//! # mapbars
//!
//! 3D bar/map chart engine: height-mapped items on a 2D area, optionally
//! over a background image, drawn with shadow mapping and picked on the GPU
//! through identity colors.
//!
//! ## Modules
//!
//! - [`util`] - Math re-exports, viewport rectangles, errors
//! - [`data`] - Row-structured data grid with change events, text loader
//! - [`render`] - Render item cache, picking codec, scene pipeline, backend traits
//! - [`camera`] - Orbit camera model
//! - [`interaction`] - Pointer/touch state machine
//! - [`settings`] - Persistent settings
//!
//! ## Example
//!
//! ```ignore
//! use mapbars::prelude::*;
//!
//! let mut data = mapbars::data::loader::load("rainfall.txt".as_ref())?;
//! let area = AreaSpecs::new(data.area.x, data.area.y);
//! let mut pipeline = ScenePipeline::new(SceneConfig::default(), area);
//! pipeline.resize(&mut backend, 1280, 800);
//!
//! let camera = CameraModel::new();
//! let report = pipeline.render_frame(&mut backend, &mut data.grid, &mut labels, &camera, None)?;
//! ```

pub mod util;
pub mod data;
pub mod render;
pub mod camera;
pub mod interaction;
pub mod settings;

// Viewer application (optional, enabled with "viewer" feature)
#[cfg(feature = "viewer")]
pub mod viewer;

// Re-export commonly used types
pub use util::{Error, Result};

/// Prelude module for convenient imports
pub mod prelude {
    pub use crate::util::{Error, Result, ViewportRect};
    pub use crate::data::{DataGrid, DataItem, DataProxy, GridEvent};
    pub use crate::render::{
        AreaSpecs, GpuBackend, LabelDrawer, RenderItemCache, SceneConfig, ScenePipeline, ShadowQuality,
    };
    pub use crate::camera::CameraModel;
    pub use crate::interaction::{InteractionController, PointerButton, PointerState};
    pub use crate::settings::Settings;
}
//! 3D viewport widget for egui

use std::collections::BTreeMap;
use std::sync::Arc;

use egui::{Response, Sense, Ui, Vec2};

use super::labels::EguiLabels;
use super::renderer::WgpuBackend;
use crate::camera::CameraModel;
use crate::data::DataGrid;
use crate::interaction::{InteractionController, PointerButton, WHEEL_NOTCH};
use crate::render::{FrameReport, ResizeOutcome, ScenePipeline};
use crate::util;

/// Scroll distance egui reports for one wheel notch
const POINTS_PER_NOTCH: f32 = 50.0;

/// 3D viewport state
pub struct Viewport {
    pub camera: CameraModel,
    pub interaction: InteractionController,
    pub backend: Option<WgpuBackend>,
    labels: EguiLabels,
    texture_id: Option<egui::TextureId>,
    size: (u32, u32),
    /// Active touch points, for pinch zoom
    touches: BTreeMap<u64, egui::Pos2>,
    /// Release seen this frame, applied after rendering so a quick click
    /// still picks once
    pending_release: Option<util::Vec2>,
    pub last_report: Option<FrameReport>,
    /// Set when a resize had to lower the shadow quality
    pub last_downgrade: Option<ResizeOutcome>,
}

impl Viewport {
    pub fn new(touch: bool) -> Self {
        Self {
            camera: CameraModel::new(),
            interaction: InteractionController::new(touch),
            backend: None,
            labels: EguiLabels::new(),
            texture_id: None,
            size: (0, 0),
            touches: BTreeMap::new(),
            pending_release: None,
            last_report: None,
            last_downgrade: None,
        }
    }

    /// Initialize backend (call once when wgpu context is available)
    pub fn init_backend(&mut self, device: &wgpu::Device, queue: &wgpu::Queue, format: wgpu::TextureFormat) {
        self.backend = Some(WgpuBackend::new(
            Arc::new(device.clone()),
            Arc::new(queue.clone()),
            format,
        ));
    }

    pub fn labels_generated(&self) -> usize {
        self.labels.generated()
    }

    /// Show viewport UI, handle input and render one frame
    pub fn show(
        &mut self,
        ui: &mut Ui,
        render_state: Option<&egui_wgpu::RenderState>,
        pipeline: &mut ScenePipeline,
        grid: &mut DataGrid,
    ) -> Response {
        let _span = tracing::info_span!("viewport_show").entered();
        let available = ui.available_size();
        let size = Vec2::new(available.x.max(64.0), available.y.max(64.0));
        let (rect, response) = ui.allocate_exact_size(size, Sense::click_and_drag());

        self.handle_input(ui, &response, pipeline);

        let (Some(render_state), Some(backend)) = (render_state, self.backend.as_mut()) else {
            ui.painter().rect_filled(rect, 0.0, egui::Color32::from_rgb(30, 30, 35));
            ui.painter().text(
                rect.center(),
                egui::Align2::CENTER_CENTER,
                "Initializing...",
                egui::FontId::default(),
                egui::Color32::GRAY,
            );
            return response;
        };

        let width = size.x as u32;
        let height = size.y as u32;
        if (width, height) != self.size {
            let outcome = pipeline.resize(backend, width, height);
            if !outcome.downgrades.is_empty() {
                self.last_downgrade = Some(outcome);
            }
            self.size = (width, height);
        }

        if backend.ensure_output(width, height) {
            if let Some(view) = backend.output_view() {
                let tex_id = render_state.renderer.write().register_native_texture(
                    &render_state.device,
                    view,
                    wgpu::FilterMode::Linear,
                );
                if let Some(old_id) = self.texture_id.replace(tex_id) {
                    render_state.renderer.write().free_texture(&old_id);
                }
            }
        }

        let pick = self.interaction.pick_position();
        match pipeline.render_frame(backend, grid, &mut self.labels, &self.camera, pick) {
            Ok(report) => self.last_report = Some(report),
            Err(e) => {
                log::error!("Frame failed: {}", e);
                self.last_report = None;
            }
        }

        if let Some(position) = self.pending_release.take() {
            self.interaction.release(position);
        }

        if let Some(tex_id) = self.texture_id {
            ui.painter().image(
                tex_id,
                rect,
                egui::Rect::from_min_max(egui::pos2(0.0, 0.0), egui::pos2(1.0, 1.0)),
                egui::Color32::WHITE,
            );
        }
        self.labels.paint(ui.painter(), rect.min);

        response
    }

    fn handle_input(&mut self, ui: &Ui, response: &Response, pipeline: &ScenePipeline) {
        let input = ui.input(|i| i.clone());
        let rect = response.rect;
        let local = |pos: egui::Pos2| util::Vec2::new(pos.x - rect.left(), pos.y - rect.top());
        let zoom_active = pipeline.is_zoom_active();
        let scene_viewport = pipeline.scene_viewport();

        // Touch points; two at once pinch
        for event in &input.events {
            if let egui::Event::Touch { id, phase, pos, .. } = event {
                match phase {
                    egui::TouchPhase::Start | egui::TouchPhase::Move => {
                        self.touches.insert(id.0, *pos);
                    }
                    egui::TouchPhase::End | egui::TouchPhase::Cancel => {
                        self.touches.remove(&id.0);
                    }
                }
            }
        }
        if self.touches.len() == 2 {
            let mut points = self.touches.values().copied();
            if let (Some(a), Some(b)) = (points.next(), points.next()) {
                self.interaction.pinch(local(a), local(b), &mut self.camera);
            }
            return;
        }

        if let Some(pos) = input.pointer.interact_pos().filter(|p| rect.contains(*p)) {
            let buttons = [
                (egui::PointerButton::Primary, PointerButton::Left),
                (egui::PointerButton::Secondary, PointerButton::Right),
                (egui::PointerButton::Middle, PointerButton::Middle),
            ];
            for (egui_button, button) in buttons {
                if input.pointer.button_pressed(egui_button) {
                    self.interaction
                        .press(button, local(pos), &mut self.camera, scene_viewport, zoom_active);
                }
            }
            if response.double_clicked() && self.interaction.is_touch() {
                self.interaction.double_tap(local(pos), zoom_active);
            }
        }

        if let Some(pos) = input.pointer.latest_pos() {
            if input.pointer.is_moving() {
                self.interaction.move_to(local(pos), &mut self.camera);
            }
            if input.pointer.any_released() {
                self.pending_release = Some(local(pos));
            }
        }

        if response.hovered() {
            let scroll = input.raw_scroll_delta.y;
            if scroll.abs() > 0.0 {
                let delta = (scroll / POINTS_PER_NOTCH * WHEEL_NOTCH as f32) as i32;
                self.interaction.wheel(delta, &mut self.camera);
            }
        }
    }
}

-------

> EXERCISE REQUIREMENTS
Pull out every line of the entries that includes the word "EguiLabels".

> YOUR SOLUTION
use super::labels::EguiLabels;
    labels: EguiLabels,
            labels: EguiLabels::new(),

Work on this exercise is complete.